//! Periodic health monitoring of downstream services.
//!
//! The monitor polls every registered [`HealthProbe`] on a fixed interval.
//! Each tick spawns one task per probe, bounded by the probe timeout, and
//! waits for all of them before updating records, so a slow or hung probe
//! never delays its siblings' results beyond the timeout.
//!
//! # Status rules
//!
//! | Condition                                               | Status    |
//! |---------------------------------------------------------|-----------|
//! | success rate < 0.1                                      | critical  |
//! | success rate < `unhealthy_threshold`                    | unhealthy |
//! | response time > `degraded_response_time` or rate < 0.9  | degraded  |
//! | otherwise                                               | healthy   |
//!
//! The success rate is taken over the last `success_window` checks. Timeouts,
//! probe errors and probe panics are failed checks; the record's metadata
//! carries `failure_kind` and `last_error` until the next success.
//!
//! # Example
//!
//! ```no_run
//! use llm_resilience_core::domain::HealthMonitorConfig;
//! use llm_resilience_engine::observability::HealthMonitor;
//! use std::collections::HashMap;
//!
//! # async fn example() -> Result<(), Box<dyn std::error::Error>> {
//! let monitor = HealthMonitor::new(HealthMonitorConfig::default());
//! monitor
//!     .register_fn("search", || async { Ok(true) }, HashMap::new())
//!     .await?;
//!
//! monitor.start()?;
//! // ...
//! monitor.stop().await;
//! println!("{:?}", monitor.overall_health().await.status);
//! # Ok(())
//! # }
//! ```

use async_trait::async_trait;
use chrono::Utc;
use futures::future::join_all;
use llm_resilience_core::domain::{
    HealthCheckEntry, HealthMonitorConfig, HealthRecord, HealthStatus, OverallHealth,
    ProbeFailureKind, META_FAILURE_KIND, META_LAST_ERROR,
};
use llm_resilience_core::traits::{AlertHandler, HealthAlert, HealthProbe};
use metrics::{counter, gauge};
use std::collections::{HashMap, VecDeque};
use std::future::Future;
use std::sync::{Arc, Mutex};
use std::time::Duration;
use thiserror::Error;
use tokio::sync::RwLock;
use tokio::task::JoinHandle;
use tokio::time::{interval, Instant, MissedTickBehavior};
use tokio_util::sync::CancellationToken;
use tracing::{debug, error, info, warn};

use super::alerting::LoggingAlertHandler;
use crate::resilience::timeout::{with_timeout, TimeoutError};

/// Success rate below which a service is critical.
const CRITICAL_SUCCESS_RATE: f64 = 0.1;
/// Success rate below which a service is at least degraded.
const DEGRADED_SUCCESS_RATE: f64 = 0.9;
const MIN_CHECK_INTERVAL: Duration = Duration::from_millis(10);

/// Health monitor errors
#[derive(Debug, Clone, PartialEq, Eq, Error)]
pub enum HealthMonitorError {
    #[error("Unknown service: {0}")]
    UnknownService(String),

    #[error("Health monitor is already running")]
    AlreadyRunning,

    #[error("Service already registered: {0}")]
    DuplicateService(String),
}

/// Adapts an async closure into a [`HealthProbe`].
pub struct FnProbe<F> {
    check: F,
}

impl<F> FnProbe<F> {
    pub fn new(check: F) -> Self {
        Self { check }
    }
}

#[async_trait]
impl<F, Fut> HealthProbe for FnProbe<F>
where
    F: Fn() -> Fut + Send + Sync,
    Fut: Future<Output = anyhow::Result<bool>> + Send + 'static,
{
    async fn probe(&self) -> anyhow::Result<bool> {
        (self.check)().await
    }
}

/// Result of running one probe once
#[derive(Debug, Clone)]
struct ProbeOutcome {
    elapsed: Duration,
    failure: Option<(ProbeFailureKind, String)>,
}

struct ServiceEntry {
    probe: Arc<dyn HealthProbe>,
    registration_metadata: HashMap<String, String>,
    record: HealthRecord,
    recent: VecDeque<bool>,
    successes: u64,
    history: VecDeque<HealthCheckEntry>,
}

struct MonitorInner {
    config: HealthMonitorConfig,
    services: RwLock<HashMap<String, ServiceEntry>>,
    alert_handlers: RwLock<Vec<Arc<dyn AlertHandler>>>,
}

struct RunningLoop {
    token: CancellationToken,
    handle: JoinHandle<()>,
}

/// Polls registered services and keeps a health record for each.
pub struct HealthMonitor {
    inner: Arc<MonitorInner>,
    running: Mutex<Option<RunningLoop>>,
}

WHAT TO DO
Once you have read the entries, reproduce each one exactly.

SOLUTION TO THIS EXERCISE
//! Periodic health monitoring of downstream services.
//!
//! The monitor polls every registered [`HealthProbe`] on a fixed interval.
//! Each tick spawns one task per probe, bounded by the probe timeout, and
//! waits for all of them before updating records, so a slow or hung probe
//! never delays its siblings' results beyond the timeout.
//!
//! # Status rules
//!
//! | Condition                                               | Status    |
//! |---------------------------------------------------------|-----------|
//! | success rate < 0.1                                      | critical  |
//! | success rate < `unhealthy_threshold`                    | unhealthy |
//! | response time > `degraded_response_time` or rate < 0.9  | degraded  |
//! | otherwise                                               | healthy   |
//!
//! The success rate is taken over the last `success_window` checks. Timeouts,
//! probe errors and probe panics are failed checks; the record's metadata
//! carries `failure_kind` and `last_error` until the next success.
//!
//! # Example
//!
//! ```no_run
//! use llm_resilience_core::domain::HealthMonitorConfig;
//! use llm_resilience_engine::observability::HealthMonitor;
//! use std::collections::HashMap;
//!
//! # async fn example() -> Result<(), Box<dyn std::error::Error>> {
//! let monitor = HealthMonitor::new(HealthMonitorConfig::default());
//! monitor
//!     .register_fn("search", || async { Ok(true) }, HashMap::new())
//!     .await?;
//!
//! monitor.start()?;
//! // ...
//! monitor.stop().await;
//! println!("{:?}", monitor.overall_health().await.status);
//! # Ok(())
//! # }
//! ```

use async_trait::async_trait;
use chrono::Utc;
use futures::future::join_all;
use llm_resilience_core::domain::{
    HealthCheckEntry, HealthMonitorConfig, HealthRecord, HealthStatus, OverallHealth,
    ProbeFailureKind, META_FAILURE_KIND, META_LAST_ERROR,
};
use llm_resilience_core::traits::{AlertHandler, HealthAlert, HealthProbe};
use metrics::{counter, gauge};
use std::collections::{HashMap, VecDeque};
use std::future::Future;
use std::sync::{Arc, Mutex};
use std::time::Duration;
use thiserror::Error;
use tokio::sync::RwLock;
use tokio::task::JoinHandle;
use tokio::time::{interval, Instant, MissedTickBehavior};
use tokio_util::sync::CancellationToken;
use tracing::{debug, error, info, warn};

use super::alerting::LoggingAlertHandler;
use crate::resilience::timeout::{with_timeout, TimeoutError};

/// Success rate below which a service is critical.
const CRITICAL_SUCCESS_RATE: f64 = 0.1;
/// Success rate below which a service is at least degraded.
const DEGRADED_SUCCESS_RATE: f64 = 0.9;
const MIN_CHECK_INTERVAL: Duration = Duration::from_millis(10);

/// Health monitor errors
#[derive(Debug, Clone, PartialEq, Eq, Error)]
pub enum HealthMonitorError {
    #[error("Unknown service: {0}")]
    UnknownService(String),

    #[error("Health monitor is already running")]
    AlreadyRunning,

    #[error("Service already registered: {0}")]
    DuplicateService(String),
}

/// Adapts an async closure into a [`HealthProbe`].
pub struct FnProbe<F> {
    check: F,
}

impl<F> FnProbe<F> {
    pub fn new(check: F) -> Self {
        Self { check }
    }
}

#[async_trait]
impl<F, Fut> HealthProbe for FnProbe<F>
where
    F: Fn() -> Fut + Send + Sync,
    Fut: Future<Output = anyhow::Result<bool>> + Send + 'static,
{
    async fn probe(&self) -> anyhow::Result<bool> {
        (self.check)().await
    }
}

/// Result of running one probe once
#[derive(Debug, Clone)]
struct ProbeOutcome {
    elapsed: Duration,
    failure: Option<(ProbeFailureKind, String)>,
}

struct ServiceEntry {
    probe: Arc<dyn HealthProbe>,
    registration_metadata: HashMap<String, String>,
    record: HealthRecord,
    recent: VecDeque<bool>,
    successes: u64,
    history: VecDeque<HealthCheckEntry>,
}

struct MonitorInner {
    config: HealthMonitorConfig,
    services: RwLock<HashMap<String, ServiceEntry>>,
    alert_handlers: RwLock<Vec<Arc<dyn AlertHandler>>>,
}

struct RunningLoop {
    token: CancellationToken,
    handle: JoinHandle<()>,
}

/// Polls registered services and keeps a health record for each.
pub struct HealthMonitor {
    inner: Arc<MonitorInner>,
    running: Mutex<Option<RunningLoop>>,
}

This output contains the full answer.